Yao Yao, Smal Ihor, Grigoriev Ilya, Martin Maud, Akhmanova Anna, Meijering Erik
Departments of Medical Informatics and Radiology, Biomedical Imaging Group Rotterdam, Erasmus University Medical Center, 2040, 3000 CA, Rotterdam, The Netherlands.
Department of Cell Biology, Faculty of Science, Utrecht University, Padualaan 8, 3584 CH, Utrecht, The Netherlands.
Methods Mol Biol. 2017;1563:209-228. doi: 10.1007/978-1-4939-6810-7_14.

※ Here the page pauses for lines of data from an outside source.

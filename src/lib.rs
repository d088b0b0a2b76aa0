pub mod client;
pub mod config;
pub mod conversation;
pub mod models;
pub mod renderer;
pub mod transport;
pub mod ui;

pub use client::ChatClient;
pub use config::{ApiKey, Config};
pub use conversation::{ChatHandler, Conversation};
pub use models::{ChatError, ChatMessage, ChatRequest, ChatResponse, Role, Temperature, Turn};
pub use transport::{HttpResponse, ReqwestTransport, Transport, TransportError};
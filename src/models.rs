use chrono::{DateTime, Local};
use rustyline::error::ReadlineError;
use serde::{Deserialize, Serialize};
use std::fmt;
use std::str::FromStr;

/// Maximum number of characters of a response body or failure description
/// echoed back to the user.
pub const EXCERPT_LEN: usize = 200;

#[derive(Debug, Clone, Copy, PartialEq, Eq, Serialize, Deserialize)]
#[serde(rename_all = "lowercase")]
pub enum Role {
    System,
    User,
    Assistant,
}

impl Role {
    pub fn as_str(&self) -> &'static str {
        match self {
            Role::System => "system",
            Role::User => "user",
            Role::Assistant => "assistant",
        }
    }
}

impl fmt::Display for Role {
    fn fmt(&self, f: &mut fmt::Formatter<'_>) -> fmt::Result {
        f.write_str(self.as_str())
    }
}

/// One entry of a conversation. The timestamp is display metadata only and
/// never leaves the process.
#[derive(Debug, Clone, PartialEq)]
pub struct Turn {
    role: Role,
    content: String,
    sent_at: DateTime<Local>,
}

impl Turn {
    pub fn new(role: Role, content: impl Into<String>) -> Self {
        Self {
            role,
            content: content.into(),
            sent_at: Local::now(),
        }
    }

    pub fn user(content: impl Into<String>) -> Self {
        Self::new(Role::User, content)
    }

    pub fn assistant(content: impl Into<String>) -> Self {
        Self::new(Role::Assistant, content)
    }

    pub fn role(&self) -> Role {
        self.role
    }

    pub fn content(&self) -> &str {
        &self.content
    }

    pub fn sent_at(&self) -> DateTime<Local> {
        self.sent_at
    }

    /// Wire projection: role and content, nothing else.
    pub fn to_message(&self) -> ChatMessage {
        ChatMessage {
            role: self.role,
            content: self.content.clone(),
        }
    }
}

#[derive(Debug, Serialize, Deserialize, Clone, PartialEq)]
pub struct ChatMessage {
    pub role: Role,
    pub content: String,
}

#[derive(Debug, Serialize)]
pub struct ChatRequest {
    pub model: String,
    pub messages: Vec<ChatMessage>,
    pub temperature: Temperature,
}

#[derive(Debug, Deserialize)]
pub struct ReplyMessage {
    pub content: String,
}

#[derive(Debug, Deserialize)]
pub struct Choice {
    pub message: ReplyMessage,
}

#[derive(Debug, Deserialize)]
pub struct ChatResponse {
    pub choices: Vec<Choice>,
}

/// Sampling temperature, kept within the slider range of 0.2 to 1.0 and
/// snapped to tenths.
#[derive(Debug, Clone, Copy, PartialEq, PartialOrd, Serialize)]
#[serde(transparent)]
pub struct Temperature(f32);

impl Temperature {
    pub const MIN: f32 = 0.2;
    pub const MAX: f32 = 1.0;
    pub const DEFAULT: Temperature = Temperature(0.7);

    pub fn new(value: f32) -> Result<Self> {
        if !value.is_finite() {
            return Err(Error::Temperature(value.to_string()));
        }
        if !(Self::MIN..=Self::MAX).contains(&value) {
            return Err(Error::Temperature(value.to_string()));
        }
        let tenths = (value * 10.0).round();
        Ok(Self(tenths / 10.0))
    }

    pub fn value(&self) -> f32 {
        self.0
    }
}

impl Default for Temperature {
    fn default() -> Self {
        Self::DEFAULT
    }
}

impl fmt::Display for Temperature {
    fn fmt(&self, f: &mut fmt::Formatter<'_>) -> fmt::Result {
        write!(f, "{:.1}", self.0)
    }
}

impl FromStr for Temperature {
    type Err = Error;

    fn from_str(s: &str) -> Result<Self> {
        let value = s
            .trim()
            .parse::<f32>()
            .map_err(|_| Error::Temperature(s.trim().to_string()))?;
        Self::new(value)
    }
}

/// Everything that can go wrong while producing a reply. The `Display` form
/// is the exact text shown to the user in place of the reply.
#[derive(Debug, Clone, PartialEq, Eq, thiserror::Error)]
pub enum ChatError {
    #[error("⚠️ API key not configured. Please set the GROQ_API_KEY environment variable.")]
    MissingCredential,
    #[error("🔑 Authentication failed. Please check your GROQ_API_KEY.")]
    Unauthorized,
    #[error("⏳ Rate limit exceeded. Please wait a moment and try again.")]
    RateLimited,
    #[error("🔧 Server error. The GROQ service might be temporarily unavailable.")]
    ServerUnavailable,
    #[error("❌ API Error ({status}): {excerpt}")]
    Http { status: u16, excerpt: String },
    #[error("⏱️ Request timed out. Please try again.")]
    Timeout,
    #[error("🌐 Connection error. Please check your internet connection.")]
    Connection,
    #[error("❌ Unexpected error: {0}")]
    Unexpected(String),
}

const ERROR_MARKERS: [&str; 7] = ["⚠️", "🔑", "⏳", "🔧", "❌", "⏱️", "🌐"];

impl ChatError {
    /// Classifies a status code. `None` means success (200 only).
    pub fn from_status(status: u16, body: &str) -> Option<Self> {
        match status {
            200 => None,
            401 => Some(ChatError::Unauthorized),
            429 => Some(ChatError::RateLimited),
            s if s >= 500 => Some(ChatError::ServerUnavailable),
            s => Some(ChatError::Http {
                status: s,
                excerpt: excerpt(body),
            }),
        }
    }

    pub fn unexpected(description: impl fmt::Display) -> Self {
        ChatError::Unexpected(excerpt(&description.to_string()))
    }

    /// Whether a reply string carries one of the leading error glyphs.
    pub fn is_error_reply(text: &str) -> bool {
        ERROR_MARKERS.iter().any(|marker| text.starts_with(marker))
    }
}

/// First `EXCERPT_LEN` characters of `text`, never splitting a code point.
pub fn excerpt(text: &str) -> String {
    text.chars().take(EXCERPT_LEN).collect()
}

#[derive(Debug, thiserror::Error)]
pub enum Error {
    #[error("Temperature must be a number between 0.2 and 1.0, got `{0}`")]
    Temperature(String),
    #[error("IO error: {0}")]
    Io(#[from] std::io::Error),
    #[error("Terminal error: {0}")]
    Terminal(#[from] clearscreen::Error),
    #[error("Readline error: {0}")]
    Readline(String),
}

impl From<ReadlineError> for Error {
    fn from(err: ReadlineError) -> Self {
        Error::Readline(err.to_string())
    }
}

pub type Result<T> = std::result::Result<T, Error>;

The study of intracellular dynamic processes is of fundamental importance for understanding a wide variety of diseases and developing effective drugs and therapies. Advanced fluorescence microscopy imaging systems nowadays allow the recording of virtually any type of process in space and time with super-resolved detail and with high sensitivity and specificity. The large volume and high information content of the resulting image data, and the desire to obtain objective, quantitative descriptions and biophysical models of the processes of interest, require a high level of automation in data analysis. Two key tasks in extracting biologically meaningful information about intracellular dynamics from image data are particle tracking and particle trajectory analysis. Here we present state-of-the-art software tools for these tasks and describe how to use them.
细胞内动态过程的研究对于理解多种疾病以及开发有效的药物和治疗方法至关重要。如今先进的荧光显微镜成像系统能够以超分辨细节、高灵敏度和特异性记录几乎任何类型的时空过程。所得图像数据的量大且信息含量高,以及获得感兴趣过程的客观、定量描述和生物物理模型的需求,都要求在数据分析中实现高度自动化。从图像数据中提取有关细胞内动力学的生物学有意义信息的两个关键任务是粒子跟踪和粒子轨迹分析。在此,我们介绍用于这些任务的最新软件工具,并描述如何使用它们。